Disclosure of bias should decrease the weight that patients put on their physicians’ recommendations…but apparently, according to research, it doesn’t.

A doctor’s guidance may reassure us more than we realize -especially if she says she is likely to recommend treatment in her field of expertise, known as “specialty bias.”

Doing research in a real-world health care setting, a Cornell expert and her colleagues have found that when surgeons revealed their bias toward their own specialty, their patients were more likely to perceive them as trustworthy. And patients are more apt to follow their recommendation to have surgical treatment. The research was published this week in the Proceedings of the National Academy of Sciences.

The study has important implications for professional advisers of any stripe and policymakers who deal with disclosure rules, said Sunita Sah, a physician and assistant professor of management and organizations at Cornell’s Samuel Curtis Johnson Graduate School of Management.

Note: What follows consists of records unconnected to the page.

/// Resources are keyed by random UUIDs.
pub type ResourceId = uuid::Uuid;

/// Lock ids are time-ordered UUIDs, freshly allocated on every grant.
pub type LockId = uuid::Uuid;

/// All timestamps are UTC.
pub type Timestamp = chrono::DateTime<chrono::Utc>;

“If an adviser discloses a bias, it should alert the recipient to some uncertainty regarding the quality of the advice. ‘Perhaps I need to discount this a little bit.’ Disclosure of bias, if anything, should decrease the weight that patients put on their physicians’ recommendations,” said Sah, an expert on conflicts of interest and disclosure. “But, instead, we find that patients report increased trust and they are more likely to take the physician’s treatment than patients who do not hear their physician disclose a bias.”

Sah and her colleagues based their findings on 219 transcripts of conversations between surgeons and male patients in four Veterans Affairs hospitals in which the surgeon revealed a diagnosis of localized prostate cancer to the patient. While discussing treatment options, some surgeons freely admitted to having a bias toward their own specialty, with statements such as, “I’m a surgeon, so I’m biased toward recommending surgery.” Patients who heard their surgeon disclose their specialty bias were nearly three times more likely to decide to have surgery than patients who did not hear their surgeons disclose a bias.

The researchers also conducted a randomized lab experiment. In this study, 447 men watched video clips of an actor portraying a surgeon, who described two treatment options: surgery and radiation. In the “disclosure” group, the men heard the actor disclose his bias towards surgery, similar to the surgeons in the Veteran Affairs hospitals. The control group saw the same video, except for the bias disclosure. The men who heard the disclosure were more likely to choose surgery than the control group and reported higher trust in the doctor’s expertise.

Sah and her colleagues also found that surgeons who disclosed bias toward their specialty or discussed a potential meeting with a radiologist oncologist for radiation treatment tended to give stronger recommendations for surgery.

“Bias disclosure can have a profound influence on adviser recommendations and the choices their advisees make,” said Sah. “Professional advisers and policymakers should implement such disclosures with care.”